The Power BI Synapse DP-500 Exam demonstrates why Microsoft needs Fabric

Disclaimer: I work for Oracle now— a competitor and partner of Microsoft. What follows is personal opinion based on working with Power BI since it was Power Pivot in Excel.

Ing Building, Minneapolis 7/12/23 by Clairity on Flickr

TL;DR: Power BI has evolved into a complicated feature-rich product. Fabric looks like an attempt to fold some of that complexity into the background, while including more comprehensive governance.

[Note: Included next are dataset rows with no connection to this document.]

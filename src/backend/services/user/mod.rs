//! User service
//!
//! - `GET /user?message=` emits `message` to every socket session
//! - `/users` CRUD behind `auth`; update and delete need an admin role
//! - `GET /users/search?term=` queries the `users` search index
//! - socket event `user` answers the caller with its username

pub mod handlers;
pub mod schema;

use axum::{
    extract::Request,
    middleware::{self, Next},
    routing::{delete, get},
    Router,
};
use serde_json::json;

use crate::backend::middleware::{auth, check_role};
use crate::backend::server::state::AppState;
use crate::backend::services::Service;
use crate::backend::socket::EventRegistry;
use crate::backend::store::Schema;

pub use schema::{search_document, user_schema, ADMIN_ROLES, ROLES, USERS};

pub struct UserService;

impl Service for UserService {
    fn name(&self) -> &str {
        "user"
    }

    fn schemas(&self) -> Vec<Schema> {
        vec![user_schema()]
    }

    fn routes(&self, state: &AppState) -> Router<AppState> {
        let admin_only = middleware::from_fn(|req: Request, next: Next| check_role(ADMIN_ROLES, req, next));

        let users = Router::new()
            .route("/users", get(handlers::list_users))
            .route("/users/search", get(handlers::search_users))
            .route(
                "/users/{id}",
                get(handlers::get_user).merge(
                    delete(handlers::delete_user)
                        .patch(handlers::update_user)
                        .put(handlers::update_user)
                        .layer(admin_only),
                ),
            )
            .route_layer(middleware::from_fn_with_state(state.clone(), auth));

        Router::new()
            .route("/user", get(handlers::hello))
            .merge(users)
    }

    fn events(&self) -> EventRegistry {
        EventRegistry::new().on("user", |ctx| async move {
            ctx.session.emit("user", json!({ "username": "CoreDevs" }));
        })
    }
}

Exam DP-500: Designing and Implementing Enterprise-Scale Analytics Solutions Using Microsoft Azure and Microsoft Power BI

I recently passed the Microsoft DP-500 exam. My results were above average in three of the four areas and comparable to other exam takers in the other area. The Microsoft Learn path for the DP-500 is outstanding, and I loved how I could take branching paths to learn more about specific topics. Not everything in the study guide was covered in the learning path, for example, the Predict function for machine learning, so it’s good to review the study guide. I had access to Microsoft’s Enterprise Skills Initiative, which includes lab credentials for up to a year, a discounted exam, and the official sample test from MeasureUp. I also took an week-long compressed version of the learning path with a class. Going through the learning path was the most helpful. The practice exam misled me a bit because I scored from 54% to 72% on the randomized test. What was more helpful was study mode and including all questions from the set.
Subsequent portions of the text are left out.